• _Prompt_: Go through the listing below and list every line with "scheme".

• _Data extract_:
▼
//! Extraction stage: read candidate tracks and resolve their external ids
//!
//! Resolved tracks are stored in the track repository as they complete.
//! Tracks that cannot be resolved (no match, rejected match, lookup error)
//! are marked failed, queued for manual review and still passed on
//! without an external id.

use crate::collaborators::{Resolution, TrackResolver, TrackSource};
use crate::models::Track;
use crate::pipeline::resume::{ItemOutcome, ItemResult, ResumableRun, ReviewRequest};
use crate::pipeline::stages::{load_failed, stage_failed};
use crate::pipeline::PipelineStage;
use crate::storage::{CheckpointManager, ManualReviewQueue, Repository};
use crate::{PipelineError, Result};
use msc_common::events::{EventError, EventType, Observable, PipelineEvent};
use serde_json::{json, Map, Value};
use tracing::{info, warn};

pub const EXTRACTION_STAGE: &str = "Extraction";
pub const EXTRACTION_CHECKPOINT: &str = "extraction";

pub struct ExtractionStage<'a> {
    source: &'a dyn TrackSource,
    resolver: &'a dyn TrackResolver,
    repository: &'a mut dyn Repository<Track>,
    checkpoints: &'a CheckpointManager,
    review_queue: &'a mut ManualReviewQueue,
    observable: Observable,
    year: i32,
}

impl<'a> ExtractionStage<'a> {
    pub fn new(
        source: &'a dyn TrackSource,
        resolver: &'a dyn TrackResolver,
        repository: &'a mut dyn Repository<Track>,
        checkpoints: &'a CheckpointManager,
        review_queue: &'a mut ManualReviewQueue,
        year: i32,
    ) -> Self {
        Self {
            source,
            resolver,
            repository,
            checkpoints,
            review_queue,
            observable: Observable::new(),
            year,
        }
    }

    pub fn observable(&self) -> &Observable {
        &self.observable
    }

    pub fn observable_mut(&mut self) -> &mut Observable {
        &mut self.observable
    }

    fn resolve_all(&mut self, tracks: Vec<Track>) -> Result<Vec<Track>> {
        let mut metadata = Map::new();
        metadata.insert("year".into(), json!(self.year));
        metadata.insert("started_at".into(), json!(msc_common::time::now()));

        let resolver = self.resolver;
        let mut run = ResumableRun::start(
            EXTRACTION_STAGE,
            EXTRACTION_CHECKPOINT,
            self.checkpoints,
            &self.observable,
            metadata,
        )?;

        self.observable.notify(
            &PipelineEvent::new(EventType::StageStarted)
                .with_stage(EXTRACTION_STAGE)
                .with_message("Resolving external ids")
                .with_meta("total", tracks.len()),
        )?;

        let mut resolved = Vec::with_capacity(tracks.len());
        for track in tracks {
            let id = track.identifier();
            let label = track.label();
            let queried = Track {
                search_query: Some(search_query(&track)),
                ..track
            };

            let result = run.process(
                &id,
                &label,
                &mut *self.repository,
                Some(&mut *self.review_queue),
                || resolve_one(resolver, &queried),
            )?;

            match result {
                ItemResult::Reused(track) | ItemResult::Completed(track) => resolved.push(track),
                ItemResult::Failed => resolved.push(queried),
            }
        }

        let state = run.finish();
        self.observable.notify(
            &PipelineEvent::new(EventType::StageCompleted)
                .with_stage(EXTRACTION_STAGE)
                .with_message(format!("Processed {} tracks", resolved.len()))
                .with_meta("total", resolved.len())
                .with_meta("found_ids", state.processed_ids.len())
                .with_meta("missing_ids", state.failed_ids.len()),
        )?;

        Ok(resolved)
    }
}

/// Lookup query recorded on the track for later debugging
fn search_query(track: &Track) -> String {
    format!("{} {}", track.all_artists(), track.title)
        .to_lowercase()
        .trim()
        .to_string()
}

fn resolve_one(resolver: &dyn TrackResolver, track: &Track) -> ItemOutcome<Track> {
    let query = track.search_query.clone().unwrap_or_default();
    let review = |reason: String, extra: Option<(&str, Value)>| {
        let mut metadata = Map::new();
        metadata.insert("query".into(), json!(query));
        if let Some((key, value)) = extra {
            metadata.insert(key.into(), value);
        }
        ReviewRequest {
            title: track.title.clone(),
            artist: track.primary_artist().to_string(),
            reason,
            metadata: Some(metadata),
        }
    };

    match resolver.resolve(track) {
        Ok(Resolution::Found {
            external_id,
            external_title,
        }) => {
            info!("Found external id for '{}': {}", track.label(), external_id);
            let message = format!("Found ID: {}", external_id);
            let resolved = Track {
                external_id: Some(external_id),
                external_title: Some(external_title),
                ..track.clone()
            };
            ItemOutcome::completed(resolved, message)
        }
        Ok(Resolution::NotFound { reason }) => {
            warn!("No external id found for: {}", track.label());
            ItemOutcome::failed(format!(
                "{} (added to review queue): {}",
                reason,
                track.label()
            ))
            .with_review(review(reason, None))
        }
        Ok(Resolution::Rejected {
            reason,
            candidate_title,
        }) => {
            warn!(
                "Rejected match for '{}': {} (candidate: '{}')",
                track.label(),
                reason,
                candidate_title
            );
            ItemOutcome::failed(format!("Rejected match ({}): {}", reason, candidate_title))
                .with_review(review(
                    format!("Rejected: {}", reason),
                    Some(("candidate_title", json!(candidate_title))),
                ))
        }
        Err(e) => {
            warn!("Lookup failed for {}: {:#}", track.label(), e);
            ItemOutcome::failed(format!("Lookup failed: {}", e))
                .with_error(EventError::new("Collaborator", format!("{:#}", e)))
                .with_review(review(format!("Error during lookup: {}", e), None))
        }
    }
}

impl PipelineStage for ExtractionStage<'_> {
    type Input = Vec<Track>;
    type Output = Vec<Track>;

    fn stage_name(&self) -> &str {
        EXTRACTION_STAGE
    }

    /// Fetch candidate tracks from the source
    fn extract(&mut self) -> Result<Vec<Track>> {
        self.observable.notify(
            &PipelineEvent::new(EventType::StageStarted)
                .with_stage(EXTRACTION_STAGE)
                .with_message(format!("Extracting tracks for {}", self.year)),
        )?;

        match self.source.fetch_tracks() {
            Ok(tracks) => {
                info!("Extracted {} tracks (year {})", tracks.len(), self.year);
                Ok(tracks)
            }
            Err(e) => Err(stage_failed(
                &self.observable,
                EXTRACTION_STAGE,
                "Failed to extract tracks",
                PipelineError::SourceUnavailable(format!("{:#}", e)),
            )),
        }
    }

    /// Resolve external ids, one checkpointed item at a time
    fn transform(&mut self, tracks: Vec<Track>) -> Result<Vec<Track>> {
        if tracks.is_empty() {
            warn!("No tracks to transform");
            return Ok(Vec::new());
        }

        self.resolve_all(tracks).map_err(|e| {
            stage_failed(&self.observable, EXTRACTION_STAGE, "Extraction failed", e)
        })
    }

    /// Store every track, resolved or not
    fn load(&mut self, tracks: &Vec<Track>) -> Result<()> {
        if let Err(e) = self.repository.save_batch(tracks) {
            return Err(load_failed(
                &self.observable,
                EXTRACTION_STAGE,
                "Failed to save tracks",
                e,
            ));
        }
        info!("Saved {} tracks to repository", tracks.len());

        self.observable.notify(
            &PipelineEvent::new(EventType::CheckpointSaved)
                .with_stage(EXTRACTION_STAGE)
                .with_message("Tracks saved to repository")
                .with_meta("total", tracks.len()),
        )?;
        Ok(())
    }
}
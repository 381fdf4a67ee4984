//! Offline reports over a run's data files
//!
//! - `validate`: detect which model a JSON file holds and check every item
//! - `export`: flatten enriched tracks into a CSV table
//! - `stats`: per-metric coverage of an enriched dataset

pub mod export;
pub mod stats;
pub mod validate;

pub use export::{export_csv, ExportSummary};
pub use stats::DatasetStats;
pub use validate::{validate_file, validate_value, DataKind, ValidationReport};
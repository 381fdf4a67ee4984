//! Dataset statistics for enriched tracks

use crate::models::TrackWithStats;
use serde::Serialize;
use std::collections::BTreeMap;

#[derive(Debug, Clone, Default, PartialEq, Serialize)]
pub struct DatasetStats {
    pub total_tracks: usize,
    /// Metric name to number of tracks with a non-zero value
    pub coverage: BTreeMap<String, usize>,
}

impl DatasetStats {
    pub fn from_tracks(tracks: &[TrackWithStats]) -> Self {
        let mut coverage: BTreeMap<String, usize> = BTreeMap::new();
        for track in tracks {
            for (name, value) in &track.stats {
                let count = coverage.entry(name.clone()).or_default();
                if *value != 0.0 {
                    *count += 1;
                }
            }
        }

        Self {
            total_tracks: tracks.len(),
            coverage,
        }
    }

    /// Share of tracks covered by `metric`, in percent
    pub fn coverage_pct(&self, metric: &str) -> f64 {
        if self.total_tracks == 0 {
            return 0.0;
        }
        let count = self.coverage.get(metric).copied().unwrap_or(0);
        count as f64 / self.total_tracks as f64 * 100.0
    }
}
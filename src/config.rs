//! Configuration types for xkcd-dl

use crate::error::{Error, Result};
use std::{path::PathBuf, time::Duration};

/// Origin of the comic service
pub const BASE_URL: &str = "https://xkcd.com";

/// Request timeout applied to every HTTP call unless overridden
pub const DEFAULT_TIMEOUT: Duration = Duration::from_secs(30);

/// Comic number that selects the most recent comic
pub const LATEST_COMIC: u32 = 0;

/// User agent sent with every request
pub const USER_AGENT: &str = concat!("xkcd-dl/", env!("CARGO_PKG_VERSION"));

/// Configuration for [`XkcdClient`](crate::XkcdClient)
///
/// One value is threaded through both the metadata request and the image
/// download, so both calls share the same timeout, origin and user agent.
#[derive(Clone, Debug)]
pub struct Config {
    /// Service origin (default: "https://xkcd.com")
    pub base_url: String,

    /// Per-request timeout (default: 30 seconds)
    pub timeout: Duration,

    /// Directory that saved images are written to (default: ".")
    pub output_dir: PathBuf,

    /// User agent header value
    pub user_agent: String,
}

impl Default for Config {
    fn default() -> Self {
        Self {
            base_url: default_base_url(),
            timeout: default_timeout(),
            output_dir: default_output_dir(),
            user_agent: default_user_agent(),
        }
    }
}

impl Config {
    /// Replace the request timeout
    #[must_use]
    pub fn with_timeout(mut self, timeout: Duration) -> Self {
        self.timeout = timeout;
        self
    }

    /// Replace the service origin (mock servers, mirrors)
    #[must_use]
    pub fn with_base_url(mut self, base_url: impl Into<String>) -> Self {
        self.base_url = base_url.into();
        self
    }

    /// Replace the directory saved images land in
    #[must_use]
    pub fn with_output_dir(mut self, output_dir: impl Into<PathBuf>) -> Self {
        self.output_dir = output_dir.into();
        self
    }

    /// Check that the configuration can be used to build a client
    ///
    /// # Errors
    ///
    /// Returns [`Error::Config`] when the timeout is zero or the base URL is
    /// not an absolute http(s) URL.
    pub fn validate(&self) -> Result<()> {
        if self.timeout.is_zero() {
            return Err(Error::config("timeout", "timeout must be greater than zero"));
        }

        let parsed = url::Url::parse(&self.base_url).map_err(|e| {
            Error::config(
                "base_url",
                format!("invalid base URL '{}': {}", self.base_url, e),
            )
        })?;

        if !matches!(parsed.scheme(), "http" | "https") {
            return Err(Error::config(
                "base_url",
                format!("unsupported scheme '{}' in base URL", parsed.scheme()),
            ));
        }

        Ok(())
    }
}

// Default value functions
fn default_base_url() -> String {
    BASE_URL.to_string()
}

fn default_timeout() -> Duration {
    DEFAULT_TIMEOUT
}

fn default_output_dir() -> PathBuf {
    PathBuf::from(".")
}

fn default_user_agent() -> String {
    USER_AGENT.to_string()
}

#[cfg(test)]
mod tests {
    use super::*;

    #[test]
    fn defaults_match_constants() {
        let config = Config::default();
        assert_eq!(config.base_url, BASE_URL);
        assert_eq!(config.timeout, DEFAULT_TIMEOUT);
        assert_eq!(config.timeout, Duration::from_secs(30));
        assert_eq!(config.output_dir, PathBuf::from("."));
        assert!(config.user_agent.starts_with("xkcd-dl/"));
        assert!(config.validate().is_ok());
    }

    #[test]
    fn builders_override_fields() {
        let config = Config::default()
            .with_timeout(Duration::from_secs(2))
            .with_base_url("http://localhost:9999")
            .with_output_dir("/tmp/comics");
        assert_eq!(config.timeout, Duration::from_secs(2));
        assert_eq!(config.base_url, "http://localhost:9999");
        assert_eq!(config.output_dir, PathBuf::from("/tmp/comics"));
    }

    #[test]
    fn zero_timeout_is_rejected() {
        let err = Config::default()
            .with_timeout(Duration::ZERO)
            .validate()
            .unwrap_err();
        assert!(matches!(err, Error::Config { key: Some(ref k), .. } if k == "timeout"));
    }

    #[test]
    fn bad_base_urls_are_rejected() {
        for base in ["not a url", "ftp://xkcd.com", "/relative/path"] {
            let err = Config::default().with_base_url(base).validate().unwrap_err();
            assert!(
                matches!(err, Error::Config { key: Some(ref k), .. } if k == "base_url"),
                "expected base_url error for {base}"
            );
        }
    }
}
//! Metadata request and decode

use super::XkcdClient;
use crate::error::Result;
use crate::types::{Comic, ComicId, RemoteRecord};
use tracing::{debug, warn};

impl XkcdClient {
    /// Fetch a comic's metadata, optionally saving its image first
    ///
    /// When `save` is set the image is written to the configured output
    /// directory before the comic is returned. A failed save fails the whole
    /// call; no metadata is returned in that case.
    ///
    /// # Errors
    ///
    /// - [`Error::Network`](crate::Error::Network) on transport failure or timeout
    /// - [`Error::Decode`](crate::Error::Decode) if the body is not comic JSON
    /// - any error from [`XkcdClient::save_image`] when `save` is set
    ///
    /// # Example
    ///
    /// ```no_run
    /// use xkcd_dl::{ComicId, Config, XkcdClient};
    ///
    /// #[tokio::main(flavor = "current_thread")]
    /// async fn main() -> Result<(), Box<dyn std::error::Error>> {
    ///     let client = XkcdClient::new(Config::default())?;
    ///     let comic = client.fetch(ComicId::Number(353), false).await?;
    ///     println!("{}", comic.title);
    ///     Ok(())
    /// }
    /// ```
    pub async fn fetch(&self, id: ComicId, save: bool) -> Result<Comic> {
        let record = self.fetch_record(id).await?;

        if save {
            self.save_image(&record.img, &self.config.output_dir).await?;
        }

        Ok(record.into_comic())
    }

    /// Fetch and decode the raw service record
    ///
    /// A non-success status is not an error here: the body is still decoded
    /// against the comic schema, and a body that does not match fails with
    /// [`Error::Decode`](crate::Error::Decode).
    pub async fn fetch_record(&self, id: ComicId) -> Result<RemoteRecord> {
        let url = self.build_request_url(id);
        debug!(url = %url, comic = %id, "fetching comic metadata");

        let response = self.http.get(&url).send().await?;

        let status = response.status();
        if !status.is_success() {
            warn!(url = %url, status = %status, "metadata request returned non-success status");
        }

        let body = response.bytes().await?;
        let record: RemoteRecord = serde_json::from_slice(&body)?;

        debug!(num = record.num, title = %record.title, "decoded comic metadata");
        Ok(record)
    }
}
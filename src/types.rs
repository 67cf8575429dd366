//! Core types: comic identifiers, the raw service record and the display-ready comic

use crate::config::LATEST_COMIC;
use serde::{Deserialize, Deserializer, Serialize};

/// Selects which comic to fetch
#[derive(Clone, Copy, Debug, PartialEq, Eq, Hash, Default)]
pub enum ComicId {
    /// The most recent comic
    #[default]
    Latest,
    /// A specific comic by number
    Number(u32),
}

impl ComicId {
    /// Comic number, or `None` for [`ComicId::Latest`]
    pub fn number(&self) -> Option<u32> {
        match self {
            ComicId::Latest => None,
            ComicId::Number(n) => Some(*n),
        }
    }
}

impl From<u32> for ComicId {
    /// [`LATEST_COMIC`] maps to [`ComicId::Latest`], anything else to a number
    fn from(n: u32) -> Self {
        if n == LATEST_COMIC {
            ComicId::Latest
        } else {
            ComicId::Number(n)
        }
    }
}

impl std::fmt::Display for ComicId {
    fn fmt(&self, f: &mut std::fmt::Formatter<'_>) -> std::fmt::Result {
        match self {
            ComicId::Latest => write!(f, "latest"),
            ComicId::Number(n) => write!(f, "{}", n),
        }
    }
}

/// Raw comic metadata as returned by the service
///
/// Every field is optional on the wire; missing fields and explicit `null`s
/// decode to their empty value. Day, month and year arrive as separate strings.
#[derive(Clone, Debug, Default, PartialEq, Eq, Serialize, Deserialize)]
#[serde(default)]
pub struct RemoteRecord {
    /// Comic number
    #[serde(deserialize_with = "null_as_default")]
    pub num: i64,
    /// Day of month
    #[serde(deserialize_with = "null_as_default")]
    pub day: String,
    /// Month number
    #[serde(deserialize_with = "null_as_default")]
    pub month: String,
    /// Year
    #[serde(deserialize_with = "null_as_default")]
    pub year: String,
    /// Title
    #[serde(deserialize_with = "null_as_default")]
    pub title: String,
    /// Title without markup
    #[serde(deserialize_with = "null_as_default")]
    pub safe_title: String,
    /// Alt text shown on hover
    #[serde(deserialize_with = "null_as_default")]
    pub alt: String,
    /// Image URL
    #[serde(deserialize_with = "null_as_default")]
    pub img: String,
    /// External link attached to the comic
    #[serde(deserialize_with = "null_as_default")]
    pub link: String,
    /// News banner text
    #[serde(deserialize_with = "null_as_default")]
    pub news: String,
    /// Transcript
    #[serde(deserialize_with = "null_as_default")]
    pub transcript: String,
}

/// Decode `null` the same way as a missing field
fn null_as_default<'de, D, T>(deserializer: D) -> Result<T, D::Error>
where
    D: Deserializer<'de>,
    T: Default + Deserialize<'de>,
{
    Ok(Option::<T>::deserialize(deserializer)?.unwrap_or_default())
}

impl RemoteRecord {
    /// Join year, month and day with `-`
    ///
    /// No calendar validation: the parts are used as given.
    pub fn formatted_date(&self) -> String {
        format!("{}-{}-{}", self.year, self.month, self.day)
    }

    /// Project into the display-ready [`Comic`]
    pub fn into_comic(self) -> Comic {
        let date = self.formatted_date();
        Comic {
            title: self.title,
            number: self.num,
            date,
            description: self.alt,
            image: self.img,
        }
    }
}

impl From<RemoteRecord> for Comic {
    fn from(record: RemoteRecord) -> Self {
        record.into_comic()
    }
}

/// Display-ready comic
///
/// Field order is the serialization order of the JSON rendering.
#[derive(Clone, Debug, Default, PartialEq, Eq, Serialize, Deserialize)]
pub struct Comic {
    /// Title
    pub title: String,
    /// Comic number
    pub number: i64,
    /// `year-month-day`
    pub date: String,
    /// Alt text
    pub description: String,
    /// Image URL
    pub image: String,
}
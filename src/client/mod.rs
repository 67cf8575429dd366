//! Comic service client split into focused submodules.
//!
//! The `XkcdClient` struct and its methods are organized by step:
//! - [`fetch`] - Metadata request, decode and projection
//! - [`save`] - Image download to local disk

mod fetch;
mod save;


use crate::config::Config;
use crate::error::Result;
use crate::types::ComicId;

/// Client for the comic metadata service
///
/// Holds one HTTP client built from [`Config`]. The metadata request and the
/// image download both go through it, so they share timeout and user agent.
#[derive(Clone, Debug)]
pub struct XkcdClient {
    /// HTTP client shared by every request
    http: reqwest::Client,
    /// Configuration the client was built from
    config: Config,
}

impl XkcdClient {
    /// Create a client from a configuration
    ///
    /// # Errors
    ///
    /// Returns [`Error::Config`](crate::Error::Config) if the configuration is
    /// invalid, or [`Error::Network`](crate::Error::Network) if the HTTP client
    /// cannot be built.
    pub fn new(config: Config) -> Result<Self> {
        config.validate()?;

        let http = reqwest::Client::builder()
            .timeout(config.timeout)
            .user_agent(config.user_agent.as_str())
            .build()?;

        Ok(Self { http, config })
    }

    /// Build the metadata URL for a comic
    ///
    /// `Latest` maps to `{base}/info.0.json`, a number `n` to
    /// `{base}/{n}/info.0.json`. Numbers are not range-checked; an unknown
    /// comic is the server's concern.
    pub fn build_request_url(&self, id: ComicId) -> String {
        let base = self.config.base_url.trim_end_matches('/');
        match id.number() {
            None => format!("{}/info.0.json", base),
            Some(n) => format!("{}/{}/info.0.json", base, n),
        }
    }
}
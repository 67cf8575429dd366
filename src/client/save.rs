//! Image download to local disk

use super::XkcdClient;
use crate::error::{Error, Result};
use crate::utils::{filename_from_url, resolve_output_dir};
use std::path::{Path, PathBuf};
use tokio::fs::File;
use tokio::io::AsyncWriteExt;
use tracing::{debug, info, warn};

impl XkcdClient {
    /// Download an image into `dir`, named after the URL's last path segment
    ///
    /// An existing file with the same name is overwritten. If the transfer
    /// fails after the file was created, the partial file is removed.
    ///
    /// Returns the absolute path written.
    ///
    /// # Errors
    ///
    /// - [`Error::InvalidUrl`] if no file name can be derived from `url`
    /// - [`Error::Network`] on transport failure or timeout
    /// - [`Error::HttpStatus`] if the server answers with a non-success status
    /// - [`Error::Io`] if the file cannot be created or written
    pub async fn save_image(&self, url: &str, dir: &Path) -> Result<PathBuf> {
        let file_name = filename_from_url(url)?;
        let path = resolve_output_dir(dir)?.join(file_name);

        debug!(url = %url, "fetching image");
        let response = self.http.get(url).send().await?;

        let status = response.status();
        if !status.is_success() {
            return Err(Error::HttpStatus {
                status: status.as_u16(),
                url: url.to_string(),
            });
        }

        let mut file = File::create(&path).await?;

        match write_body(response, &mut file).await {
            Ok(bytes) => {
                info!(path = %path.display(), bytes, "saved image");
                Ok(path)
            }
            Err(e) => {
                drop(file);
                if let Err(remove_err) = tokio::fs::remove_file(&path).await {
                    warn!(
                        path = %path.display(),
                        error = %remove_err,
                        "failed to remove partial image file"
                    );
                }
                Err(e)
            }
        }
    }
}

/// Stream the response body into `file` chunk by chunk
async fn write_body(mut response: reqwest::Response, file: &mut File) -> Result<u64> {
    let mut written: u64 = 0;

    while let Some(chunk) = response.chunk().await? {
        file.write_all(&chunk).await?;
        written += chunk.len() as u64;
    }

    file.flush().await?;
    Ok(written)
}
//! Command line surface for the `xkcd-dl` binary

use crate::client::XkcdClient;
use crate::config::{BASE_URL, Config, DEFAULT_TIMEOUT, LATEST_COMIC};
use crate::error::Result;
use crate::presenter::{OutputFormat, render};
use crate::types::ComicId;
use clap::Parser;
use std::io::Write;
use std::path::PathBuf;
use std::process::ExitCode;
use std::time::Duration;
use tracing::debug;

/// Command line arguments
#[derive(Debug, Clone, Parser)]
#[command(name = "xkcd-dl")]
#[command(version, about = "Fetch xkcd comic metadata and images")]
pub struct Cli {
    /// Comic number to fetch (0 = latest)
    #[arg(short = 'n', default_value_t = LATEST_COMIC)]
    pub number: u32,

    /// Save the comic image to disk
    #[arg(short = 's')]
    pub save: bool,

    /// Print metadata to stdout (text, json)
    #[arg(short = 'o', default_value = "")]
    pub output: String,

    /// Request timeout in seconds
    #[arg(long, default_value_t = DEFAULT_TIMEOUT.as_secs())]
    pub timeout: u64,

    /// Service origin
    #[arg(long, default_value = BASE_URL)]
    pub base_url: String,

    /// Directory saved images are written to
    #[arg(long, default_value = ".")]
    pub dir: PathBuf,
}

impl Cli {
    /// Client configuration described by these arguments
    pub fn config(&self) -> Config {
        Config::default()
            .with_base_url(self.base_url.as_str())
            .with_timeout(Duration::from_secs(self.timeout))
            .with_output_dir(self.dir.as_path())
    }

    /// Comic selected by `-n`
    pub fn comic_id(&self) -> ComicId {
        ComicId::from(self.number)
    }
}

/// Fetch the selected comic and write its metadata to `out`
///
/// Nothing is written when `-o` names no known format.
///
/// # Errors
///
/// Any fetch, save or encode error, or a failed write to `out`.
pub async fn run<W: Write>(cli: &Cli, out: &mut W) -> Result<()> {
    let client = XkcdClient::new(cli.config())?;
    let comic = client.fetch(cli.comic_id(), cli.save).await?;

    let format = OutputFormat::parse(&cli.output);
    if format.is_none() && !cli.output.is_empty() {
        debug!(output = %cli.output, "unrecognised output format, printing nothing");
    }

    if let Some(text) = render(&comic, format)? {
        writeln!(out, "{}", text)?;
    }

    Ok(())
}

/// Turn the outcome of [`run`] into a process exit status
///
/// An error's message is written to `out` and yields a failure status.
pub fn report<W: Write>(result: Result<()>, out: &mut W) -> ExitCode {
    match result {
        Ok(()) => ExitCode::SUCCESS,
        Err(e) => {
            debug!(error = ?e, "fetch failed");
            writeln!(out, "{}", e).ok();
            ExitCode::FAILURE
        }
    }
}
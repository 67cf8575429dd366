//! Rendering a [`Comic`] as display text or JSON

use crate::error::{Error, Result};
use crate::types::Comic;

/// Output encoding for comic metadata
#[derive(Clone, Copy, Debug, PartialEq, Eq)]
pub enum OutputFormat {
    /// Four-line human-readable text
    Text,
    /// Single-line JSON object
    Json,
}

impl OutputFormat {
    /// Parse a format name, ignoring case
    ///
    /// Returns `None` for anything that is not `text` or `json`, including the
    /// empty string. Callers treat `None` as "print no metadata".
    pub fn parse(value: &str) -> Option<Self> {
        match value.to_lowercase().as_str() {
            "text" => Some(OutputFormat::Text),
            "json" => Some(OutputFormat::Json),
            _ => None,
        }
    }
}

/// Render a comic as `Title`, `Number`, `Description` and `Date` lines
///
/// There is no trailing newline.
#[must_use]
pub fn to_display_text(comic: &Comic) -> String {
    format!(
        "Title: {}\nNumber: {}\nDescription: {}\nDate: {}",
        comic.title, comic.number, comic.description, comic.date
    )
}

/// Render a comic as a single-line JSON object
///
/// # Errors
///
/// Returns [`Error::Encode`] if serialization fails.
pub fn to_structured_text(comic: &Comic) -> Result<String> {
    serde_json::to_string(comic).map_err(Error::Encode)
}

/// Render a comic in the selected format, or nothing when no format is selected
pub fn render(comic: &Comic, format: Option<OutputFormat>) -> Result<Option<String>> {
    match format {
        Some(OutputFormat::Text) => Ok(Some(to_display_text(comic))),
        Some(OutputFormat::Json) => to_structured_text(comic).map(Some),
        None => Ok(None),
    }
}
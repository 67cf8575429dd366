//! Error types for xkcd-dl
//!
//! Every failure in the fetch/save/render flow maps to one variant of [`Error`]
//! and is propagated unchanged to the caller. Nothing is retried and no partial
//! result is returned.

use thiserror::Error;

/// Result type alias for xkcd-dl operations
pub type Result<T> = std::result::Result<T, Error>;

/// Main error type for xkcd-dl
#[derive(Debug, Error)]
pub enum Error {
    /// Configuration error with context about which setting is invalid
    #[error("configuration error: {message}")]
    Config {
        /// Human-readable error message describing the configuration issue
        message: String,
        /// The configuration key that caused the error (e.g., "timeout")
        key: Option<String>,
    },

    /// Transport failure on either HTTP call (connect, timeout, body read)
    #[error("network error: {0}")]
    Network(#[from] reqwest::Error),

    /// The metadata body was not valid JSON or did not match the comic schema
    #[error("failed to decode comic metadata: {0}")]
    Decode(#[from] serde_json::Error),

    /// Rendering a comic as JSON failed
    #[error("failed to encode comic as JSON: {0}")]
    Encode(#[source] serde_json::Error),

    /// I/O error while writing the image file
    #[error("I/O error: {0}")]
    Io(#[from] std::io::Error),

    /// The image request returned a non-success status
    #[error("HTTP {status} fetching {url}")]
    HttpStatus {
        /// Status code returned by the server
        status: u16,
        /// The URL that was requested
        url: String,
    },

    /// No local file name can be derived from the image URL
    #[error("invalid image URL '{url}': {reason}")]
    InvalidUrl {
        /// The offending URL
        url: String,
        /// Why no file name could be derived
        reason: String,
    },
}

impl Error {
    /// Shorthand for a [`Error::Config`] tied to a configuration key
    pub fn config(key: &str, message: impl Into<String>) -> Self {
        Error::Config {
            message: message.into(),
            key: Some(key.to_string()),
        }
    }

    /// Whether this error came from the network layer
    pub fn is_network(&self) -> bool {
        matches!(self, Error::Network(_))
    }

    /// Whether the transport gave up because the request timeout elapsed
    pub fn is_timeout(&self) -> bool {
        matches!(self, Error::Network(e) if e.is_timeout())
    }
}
▲
• _Task solution_:
        if !matches!(parsed.scheme(), "http" | "https") {
                format!("unsupported scheme '{}' in base URL", parsed.scheme()),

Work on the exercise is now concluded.